Aussi, le collectif Rock In opposition to Racism cherchera à réconcilier les communautés d’un pays en crise. Automotive même si le rock s’y est mis, tout le monde se souvient que lors d’un live performance à Birmingham, Eric Clapton – grand guitariste devant l’éternel, mais politiquement conservateur –, ivre, avait déclaré son soutien à Enoch Powell, un homme politique anglais d’extrême droite, chantre du fight contre l’immigration en Angleterre. À cette époque, les îles britanniques traversent une grave crise politique : les néofascistes du Nationwide Entrance entament une stigmatisation des immigrés à travers le pays, provoquant diverses altercations. En réponse à ces événements, une affiliation de musiciens anglais, Rock In opposition to Racism (rassemblant des punks, des rastas mais aussi des musiciens new wave), est fondée, dont le however est de combattre le racisme en sensibilisant artistes et grand public.

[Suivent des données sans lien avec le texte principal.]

//! Create Customer Handler

use std::sync::Arc;

use salvo::{http::header::LOCATION, oapi::extract::JsonBody, prelude::*};

use taproom_app::domain::customers::data::{CustomerInput, NewCustomer};

use crate::{
    customers::{
        customer_location,
        errors::into_status_error,
        models::{CustomerCreatedResponse, CustomerRequest},
    },
    errors::ApiError,
    extensions::*,
    state::State,
};

/// Create Customer Handler
#[endpoint(
    tags("customers"),
    summary = "Create Customer",
    security(("basic_auth" = []), ("bearer_auth" = [])),
    responses(
        (status_code = StatusCode::CREATED, description = "Customer created"),
        (status_code = StatusCode::BAD_REQUEST, description = "Validation failed"),
    ),
)]
#[tracing::instrument(
    name = "customers.create",
    skip_all,
    fields(customer_uuid = tracing::field::Empty),
    err(Debug)
)]
pub(crate) async fn handler(
    json: JsonBody<CustomerRequest>,
    depot: &mut Depot,
    res: &mut Response,
) -> Result<Json<CustomerCreatedResponse>, ApiError> {
    let state = depot.obtain_or_500::<Arc<State>>()?;
    let customer = NewCustomer::try_from(CustomerInput::from(json.into_inner()))?;

    let uuid = state
        .app
        .customers
        .create_customer(customer)
        .await
        .map_err(into_status_error)?
        .uuid;

    tracing::Span::current().record("customer_uuid", tracing::field::display(uuid));

    res.add_header(LOCATION, customer_location(uuid), true)
        .or_500("failed to set location header")?
        .status_code(StatusCode::CREATED);

    Ok(Json(CustomerCreatedResponse { id: uuid.into() }))
}
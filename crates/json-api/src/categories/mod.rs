//! Categories

mod errors;
pub(crate) mod handlers;
mod models;

pub(crate) use handlers::*;

pub(crate) const CATEGORIES_PATH: &str = "/api/v1/category";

La plus importante manifestation organisée par Rock In opposition to Racism, avec l’aide de la Ligue antinazi, se déroule le 30 avril 1978 : elle débute par une longue marche qui half de Trafalgar Sq. pour se terminer à Victoria Park, où se tient un grand live performance. Près de 100 000 personnes se massent devant la scène pour écouter The Conflict, Metal Pulse, ou Tom Robinson Band, tandis qu’une seconde marche arrive à Brockwell Park, au sud de Londres, où Stiff Little Fingers, Aswad et Elvis Costello donnent un second live performance.

Le rock vient de se trouver une nouvelle définition : conscient, rebelle, concentré, prêt à bousculer les jeunes et la politique anglaise, prêt à parler haut et fort. Le punk avait secoué la musique et la société ; une nouvelle génération vient d’éclore, furieuse et irrévérencieuse, avec un regard et une perspective n’ayant plus grand-chose à voir avec “les pères fondateurs du rock”. Fini les cheveux longs et les attitudes de hippie, un pro-fond désir de faire du bruit et de provoquer le scandale se fait jour. Le punk de 1978 n’est plus celui de ses premières années, les Intercourse Pistols sont morts et beaucoup de choses ont changé en deux ans.

Il y a une nouvelle prise de conscience, un désir ardent de changer la donne, de mettre le rock à nouveau au centre de la tradition ; ce qui provoque une obscure d’engagements qui apparel tous les musiciens de la new wave. Pourtant, les deux générations se réunissent ce jour-là, militants comme anciens hippies, ceux qui croient encore que le rock peut changer le monde. Et ils sont là, en grand nombre, face à la scène, prêts à pogoter et à faire un peu de bruit. Ils sont là pour occuper l’espace, pour soutenir les groupes avec enthousiasme, pour signaler, par leur présence, une nouvelle réalité, mais aussi pour enterrer les années 1970.

Rock In opposition to Racism rallie des dizaines de milliers de personnes ce jour-là, et pour le Conflict, les porte-drapeaux du “rock de fight”, c’est le live performance de la consécration. Ils prouvent que le rock peut à nouveau être militant et rebelle. Ils viennent de sortir leur premier album après avoir passé deux années sur les routes, traversant l’Angleterre de half en half en surfant sur la obscure de la révolution punk. Le groupe est solide : Mick Jones, guitariste et créatif, apporte un rythme qui aircraft entre punk, rock’n’roll et reggae, soutenu par Paul Simonon à la basse et Topper Headon à la batterie. Mais ce qui caractérise le plus le groupe, c’est son chanteur emblématique, Joe Strummer. Sa voix et sa guitare écrasante sont assorties à son côté rebelle et effronté.

La fin du set avec “White Riot”, hurlé par Joe Strummer avec la complicité de Jimmy Pursey de Sham 69, est le cri d’une génération qui refuse l’immobilisme. Les années 1970 se concluent par un rassemblement qui n’a rien en commun avec les enfants du Flower Energy et de Woodstock. À Victoria Park, la new wave anglaise va changer le visage de la musique dans le monde entier la décennie suivante, et provoquer une seconde “British Invasion” en Amérique, en dictant de nouvelles règles au rock.


White Riot, à voir en salle dès le 5 août 2020. Toutes les infos sur le movie à retrouver par ici.